Using the records provided below, locate and copy each line that contains the word "verbose".

[[ EXTRACTED ENTRIES open ]]

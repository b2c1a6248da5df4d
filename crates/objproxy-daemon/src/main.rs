//! objproxy - storage access proxy daemon

use anyhow::{Context, Result};
use clap::Parser;
use objproxy_config::Config;
use objproxy_daemon::{logging, spawn_signal_listener, Daemon, LogHandle};
use std::path::PathBuf;
use std::process;
use tracing::{error, info};

#[derive(Parser)]
#[command(name = "objproxy")]
#[command(about = "objproxy - serve stored objects over a local socket")]
#[command(version)]
struct Cli {
    /// Config file path (defaults to /etc/objproxy/objproxy.toml when present)
    #[arg(short = 'C', long)]
    config: Option<PathBuf>,

    /// Object socket path (overrides config file and environment)
    #[arg(short, long)]
    socket: Option<PathBuf>,

    /// Monitoring listener port on localhost
    #[arg(long)]
    stat_port: Option<u16>,

    /// Enable debug logging
    #[arg(short, long)]
    verbose: bool,
}

impl Cli {
    fn load_config(&self) -> Result<Config> {
        let mut config = Config::load(self.config.as_deref()).context("failed to load configuration")?;
        if let Some(socket) = &self.socket {
            config.daemon.socket_path = socket.clone();
        }
        if let Some(port) = self.stat_port {
            config.daemon.stat_port = port;
        }
        config.validate().context("invalid configuration")?;
        Ok(config)
    }
}

#[tokio::main]
async fn main() {
    let cli = Cli::parse();

    let config = match cli.load_config() {
        Ok(config) => config,
        Err(e) => {
            eprintln!("objproxy: {:#}", e);
            process::exit(1);
        }
    };

    let log = match logging::init(&config.daemon, cli.verbose) {
        Ok(log) => log,
        Err(e) => {
            eprintln!("objproxy: failed to initialize logging: {:#}", e);
            process::exit(1);
        }
    };

    info!("Starting objproxy v{}", env!("CARGO_PKG_VERSION"));

    match run(&config, log).await {
        Ok(()) => {
            info!("objproxy exited cleanly");
            process::exit(0);
        }
        Err(e) => {
            error!("objproxy failed: {:#}", e);
            process::exit(1);
        }
    }
}

async fn run(config: &Config, log: LogHandle) -> Result<()> {
    let daemon = Daemon::from_config(config).await?.with_log_handle(log);
    let _signals =
        spawn_signal_listener(daemon.event_sender()).context("failed to install signal handlers")?;
    daemon.run().await
}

[[ EXTRACTED ENTRIES closed ]]

» THE ANSWER
    verbose: bool,
    let log = match logging::init(&config.daemon, cli.verbose) {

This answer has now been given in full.